***** EXERCISE INPUTS

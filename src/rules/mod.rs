//! Rule sets: named derivations resolved into a dependency-respecting evaluation order.
//!
//! A [`RuleSet`] is built once per job from [`RuleDefinitions`] and the input [`Schema`]. It is
//! immutable afterwards and shared read-only by every worker.
//!
//! ```rust
//! use rule_report_engine::rules::{RuleDefinitions, RuleSet};
//! use rule_report_engine::types::{DataType, Field, Schema};
//!
//! let schema = Schema::new(vec![
//!     Field::new("price", DataType::Float64),
//!     Field::new("qty", DataType::Int64),
//! ]);
//! let defs = RuleDefinitions::from_pairs([
//!     ("discount", "max(0, total * 0.1)"),
//!     ("total", "price * qty"),
//! ])
//! .unwrap();
//!
//! let rules = RuleSet::resolve(&defs, &schema).unwrap();
//! assert_eq!(rules.order(), vec!["total", "discount"]);
//! assert_eq!(
//!     rules.output_schema().field_names().collect::<Vec<_>>(),
//!     vec!["price", "qty", "total", "discount"]
//! );
//! ```

mod definition;
mod resolve;

pub use definition::{RuleDefinition, RuleDefinitions};

use crate::error::{RuleError, RuleResult};
use crate::expr::Expr;
use crate::types::{DataType, Schema, SchemaRef};

/// A rule bound to its row slot.
#[derive(Debug, Clone)]
pub struct ResolvedRule {
    /// Output column name.
    pub name: String,
    /// Expression with column references bound to output-row slots.
    pub expression: Expr,
    /// Output-row position the result is written to.
    pub slot: usize,
    /// Statically inferred result type.
    pub data_type: DataType,
    /// Whether the rule overwrites an input column in place.
    pub shadows_input: bool,
}

/// Validated rules in evaluation order, plus the input and output row layouts.
#[derive(Debug, Clone)]
pub struct RuleSet {
    input_schema: SchemaRef,
    output_schema: SchemaRef,
    rules: Vec<ResolvedRule>,
}

impl RuleSet {
    /// Resolve `defs` against `input`, failing with the first definition-time error found.
    pub fn resolve(defs: &RuleDefinitions, input: &Schema) -> RuleResult<Self> {
        resolve::resolve_all(defs, input).map_err(|mut errors| errors.swap_remove(0))
    }

    /// Run resolution without keeping the result, returning every error found.
    pub fn validate(defs: &RuleDefinitions, input: &Schema) -> Vec<RuleError> {
        match resolve::resolve_all(defs, input) {
            Ok(_) => Vec::new(),
            Err(errors) => errors,
        }
    }

    /// Rules in evaluation order.
    pub fn rules(&self) -> &[ResolvedRule] {
        &self.rules
    }

    /// Rule names in evaluation order.
    pub fn order(&self) -> Vec<&str> {
        self.rules.iter().map(|r| r.name.as_str()).collect()
    }

    pub fn input_schema(&self) -> &SchemaRef {
        &self.input_schema
    }

    /// Input columns in their original order, then new rule outputs in evaluation order.
    pub fn output_schema(&self) -> &SchemaRef {
        &self.output_schema
    }

    pub fn len(&self) -> usize {
        self.rules.len()
    }

    pub fn is_empty(&self) -> bool {
        self.rules.is_empty()
    }
}

#[cfg(test)]
mod tests {
    use super::{RuleDefinitions, RuleSet};
    use crate::error::{RuleError, RuleErrorKind};
    use crate::types::{DataType, Field, Schema};

    fn schema() -> Schema {
        Schema::new(vec![
            Field::new("price", DataType::Float64),
            Field::new("qty", DataType::Int64),
        ])
    }

    fn defs(pairs: &[(&str, &str)]) -> RuleDefinitions {
        RuleDefinitions::from_pairs(pairs.iter().copied()).unwrap()
    }

    #[test]
    fn every_rule_runs_after_its_dependencies() {
        let rules = RuleSet::resolve(
            &defs(&[
                ("net", "gross - tax"),
                ("tax", "gross * 0.2"),
                ("gross", "price * qty"),
                ("count", "qty"),
            ]),
            &schema(),
        )
        .unwrap();
        assert_eq!(rules.order(), vec!["gross", "tax", "net", "count"]);

        let position = |name: &str| rules.order().iter().position(|n| *n == name).unwrap();
        for rule in rules.rules() {
            for column in rule.expression.columns() {
                if let Some(dep) = rules.rules().iter().find(|r| r.name == column) {
                    assert!(position(&dep.name) < position(&rule.name));
                }
            }
        }
    }

    #[test]
    fn output_types_are_inferred() {
        let rules = RuleSet::resolve(
            &defs(&[
                ("units", "qty * 2"),
                ("total", "price * qty"),
                ("half", "qty / 2"),
                ("rounded", "round(qty)"),
            ]),
            &schema(),
        )
        .unwrap();
        let types: Vec<_> = rules.rules().iter().map(|r| r.data_type).collect();
        assert_eq!(
            types,
            vec![DataType::Int64, DataType::Float64, DataType::Float64, DataType::Int64]
        );
    }

    #[test]
    fn unknown_column_names_rule_and_column() {
        let err = RuleSet::resolve(&defs(&[("total", "price * foo")]), &schema()).unwrap_err();
        assert_eq!(err.kind(), RuleErrorKind::UnknownColumnError);
        match err {
            RuleError::UnknownColumn { rule, column } => {
                assert_eq!(rule, "total");
                assert_eq!(column, "foo");
            }
            other => panic!("unexpected {other:?}"),
        }
    }

    #[test]
    fn mutual_dependency_is_a_cycle_naming_both_rules() {
        let err = RuleSet::resolve(&defs(&[("a", "b + 1"), ("b", "a + 1")]), &schema()).unwrap_err();
        match err {
            RuleError::CyclicDependency { rules } => assert_eq!(rules, vec!["a", "b"]),
            other => panic!("unexpected {other:?}"),
        }
    }

    #[test]
    fn self_reference_without_input_column_is_a_cycle() {
        let err = RuleSet::resolve(&defs(&[("x", "x + 1")]), &schema()).unwrap_err();
        assert!(matches!(err, RuleError::CyclicDependency { ref rules } if rules == &["x"]));
    }

    #[test]
    fn shadowing_rule_reads_input_and_feeds_dependents() {
        let rules = RuleSet::resolve(
            &defs(&[("doubled", "price * 2"), ("price", "price * 1.1")]),
            &schema(),
        )
        .unwrap();
        assert_eq!(rules.order(), vec!["price", "doubled"]);

        let price = &rules.rules()[0];
        assert!(price.shadows_input);
        assert_eq!(price.slot, 0);
        assert_eq!(
            rules.output_schema().field_names().collect::<Vec<_>>(),
            vec!["price", "qty", "doubled"]
        );
    }

    #[test]
    fn validation_reports_every_error() {
        let errors = RuleSet::validate(
            &defs(&[
                ("a", "b + 1"),
                ("b", "a + 1"),
                ("c", "foo"),
                ("d", "pow(price, 2)"),
                ("e", "price +"),
                ("f", "price == 1"),
                ("ok", "price * qty"),
            ]),
            &schema(),
        );
        let kinds: Vec<_> = errors.iter().map(|e| e.kind()).collect();
        assert_eq!(
            kinds,
            vec![
                RuleErrorKind::UnknownColumnError,
                RuleErrorKind::UnknownIdentifierError,
                RuleErrorKind::SyntaxError,
                RuleErrorKind::UnsupportedOperationError,
                RuleErrorKind::CyclicDependencyError,
            ]
        );
        assert!(RuleSet::validate(&defs(&[("ok", "price * qty")]), &schema()).is_empty());
    }

    #[test]
    fn empty_rule_set_passes_input_through() {
        let rules = RuleSet::resolve(&RuleDefinitions::new(), &schema()).unwrap();
        assert!(rules.is_empty());
        assert_eq!(**rules.output_schema(), schema());
    }
}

**********

## WHAT IS EXPECTED
Copy each line of the material where "kinds" is found.

## EXPECTED ANSWER
        let kinds: Vec<_> = errors.iter().map(|e| e.kind()).collect();
            kinds,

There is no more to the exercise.